Pandemic in Pictures
I put this design and layout together to replace what would have been our most exciting sports spread of the year when I was still working as our sports section editor during my junior year. I was initially disappointed with the loss of a sports season to cover due to the pandemic, but when I drove through the once-bustling streets and stores of the Berwyn area, I couldn’t help but take out my camera and start documenting what I saw. I wanted to utilize the space on the page to visually convey the effect of the pandemic on our community. This spread went on to place third nationally for full-page photo layout at the Columbia Scholastic Press Association Awards for 2020.
These are layouts created for my high school's student-run newspaper, The Spoke. Click on each image to see the full issue.

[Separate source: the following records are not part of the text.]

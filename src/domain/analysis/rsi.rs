//! RSI analysis on daily and weekly bars.

use crate::domain::analysis::kd::zone_signal_label;
use crate::domain::analysis::{fmt2, AnalysisResult, OscillatorZone};
use crate::domain::indicator::rsi::{calculate_rsi, RSI_NEUTRAL};
use crate::domain::ohlcv::{OhlcvBar, PriceSeries, WeekAnchor};
use crate::domain::signal::SignalTier;

pub const RSI_PERIOD: usize = 6;
const TITLE: &str = "RSI Strength (daily/weekly)";

/// Latest RSI, or 50 when there are fewer than `period` bars.
pub fn latest_rsi(bars: &[OhlcvBar], period: usize) -> f64 {
    if bars.len() < period {
        return RSI_NEUTRAL;
    }
    calculate_rsi(bars, period)
        .latest_simple()
        .unwrap_or(RSI_NEUTRAL)
}

#[derive(Debug, Clone, Copy, PartialEq)]
pub struct RsiReading {
    pub daily: f64,
    pub weekly: f64,
}

impl RsiReading {
    pub fn read(series: &PriceSeries, anchor: WeekAnchor) -> Self {
        let weekly_bars = series.resample_weekly(anchor);
        Self {
            daily: latest_rsi(series.bars(), RSI_PERIOD),
            weekly: latest_rsi(&weekly_bars, RSI_PERIOD),
        }
    }

    pub fn daily_zone(&self) -> OscillatorZone {
        OscillatorZone::of(self.daily)
    }

    pub fn weekly_zone(&self) -> OscillatorZone {
        OscillatorZone::of(self.weekly)
    }

    pub fn tier(&self) -> SignalTier {
        match (self.daily_zone(), self.weekly_zone()) {
            (OscillatorZone::Oversold, OscillatorZone::Oversold) => SignalTier::StrongBuy,
            (OscillatorZone::Oversold, _) => SignalTier::Buy,
            (OscillatorZone::Overbought, OscillatorZone::Overbought) => SignalTier::StrongSell,
            (OscillatorZone::Overbought, _) => SignalTier::Sell,
            (OscillatorZone::Neutral, _) => SignalTier::Hold,
        }
    }

    fn short_status(&self) -> &'static str {
        match self.daily_zone() {
            OscillatorZone::Oversold => "Buy (short-term oversold)",
            OscillatorZone::Overbought => "Sell (short-term overheated)",
            OscillatorZone::Neutral => "Watch",
        }
    }

    fn swing_status(&self) -> &'static str {
        match self.weekly_zone() {
            OscillatorZone::Oversold => "Buy (swing low)",
            OscillatorZone::Overbought => "Sell (swing high)",
            OscillatorZone::Neutral => "Watch",
        }
    }

    pub fn to_result(&self) -> AnalysisResult {
        let tier = self.tier();
        let description = match tier {
            SignalTier::StrongBuy => {
                "Daily and weekly oversold together, a resonant buy point".to_string()
            }
            SignalTier::Buy => "Short-term oversold, a rebound is brewing".to_string(),
            SignalTier::StrongSell => {
                "Daily and weekly overheated together, a resonant sell point".to_string()
            }
            SignalTier::Sell => "Short-term overbought, watch for a pullback".to_string(),
            SignalTier::Hold
                if self.weekly_zone() == OscillatorZone::Oversold
                    && self.daily > 30.0
                    && self.daily < 50.0 =>
            {
                "Swing low, short-term consolidating".to_string()
            }
            SignalTier::Hold => format!(
                "Daily ({}) and weekly ({}) both in the neutral range",
                fmt2(self.daily),
                fmt2(self.weekly)
            ),
        };

        AnalysisResult::new(TITLE, zone_signal_label(tier), tier.bias(), description)
            .with("Short-term (daily RSI)", fmt2(self.daily))
            .with("Short-term status", self.short_status())
            .with("Swing (weekly RSI)", fmt2(self.weekly))
            .with("Swing status", self.swing_status())
    }
}

pub fn analyze(series: &PriceSeries, anchor: WeekAnchor) -> AnalysisResult {
    RsiReading::read(series, anchor).to_result()
}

violence strikes the capitol
This was a story that kept developing even after we sent it to our printer for final proof. While the original story was focused around student opinions of the Jan. 6 Capitol Hill riots and the political turmoil that had swept the nation afterward, as the angle continued to change and one of our staff reporters was able to send us photos that he took in D.C., I was left with two hours to organize the text on the page, lay out the photo spread to give our staff reporter’s strong imagery the attention it deserved, and tie together the elements on the page with a cohesive design.
This was a piece that received an honorable mention when I created it for the Spring 2021 JEA National Student Media Contests. I used the school colors I was provided to bring together the columns and images on the page while maintaining a dominant image. Finally, I designed a nameplate that was meant to serve as a play on the publication’s name, “The Olympia Outlook.”
As Kobe Bryant had been an athletic icon who played some of his first games against Conestoga athletes in our own small gym, it was important to us to honor his legacy following his sudden and tragic passing. With a little investigation, we were able to interview people who knew him and had seen him play his earliest games as a high school athlete. Using his team’s colors, we designed a ¾-page spread. Our biggest challenge was finding a way to integrate the somewhat-jarring purple and gold into our otherwise maroon-and-gray color scheme. We ended up introducing yellow and cream midtones into the background of the graphic. I then created a photo illustration, which we used to draw focus to the spread. In order to integrate highlights from his career without taking the focus off the story and illustration, we layered several boxes and design elements to add a degree of separation between the components on the page while still maintaining a cohesive aesthetic through the piece.
The senior matriculation map is a decade-old tradition at Conestoga that each set of Editors-in-Chief takes on as one of their first assignments. The biggest challenge we encounter each year is getting and compiling responses from the senior class. This proved to be even more difficult when we were unable to speak to seniors in person and urge them to fill out our survey in a timely fashion. We adapted to our virtual environment and used our social media platform to share the survey as effectively as possible, extending deadlines for responses to allow for pushed-back college commitment deadlines as a result of the pandemic. For this reason, my Co-Editor-in-Chief and I had 10 days to put together and design the map rather than the usual 3 weeks. Then, after losing access to our school server, which housed all our design templates from the last decade, we designed the Class of 2020’s senior matriculation map from scratch, using a light color scheme to block out the important elements on the page, including the boxes on the bottom as well as the map of America. We used a heavier font to separate school names from student names and added pins for a visual representation of students’ destinations across the country as a finishing touch.
During my first issue as sports section editor, I was faced with the challenge of finding a creative way to cover the seven new coaches that our school had hired for the academic year. This was the first issue in which we implemented our new graphic design spread requirement for the sports section. Using the gray and maroon color scheme, we redesigned our highlight reel to better match the spread to the headers we used for the two traditionally-placed stories on the page. Next, we designed the crew coaches’ spread, carrying the gray and maroon color scheme through the second half of the page while introducing the blue midtone to match the water-themed sport. We chose to separate the crew team’s spread since they recently brought on an entirely new staff.
Turkeys and Treasures
One of my goals as sports section editor was to breathe some life back into what, at times, came off as repetitive sports reporting. For this reason, I started the new practice of putting a half-page graphic design spread in the sports section every issue—a place where design often goes overlooked. This was one of our earliest graphic design spreads, which ran a week before Thanksgiving and combined feature-style writing with a simple design concept that asked athletes to share their best memories (“treasures”) and worst memories (“turkeys”) from their sports experiences. Using Adobe Illustrator, we designed the visual representations of the turkeys and treasures and placed the athletes’ headshots in a grid form to avoid vertically stacking the text, making the spread easier to read.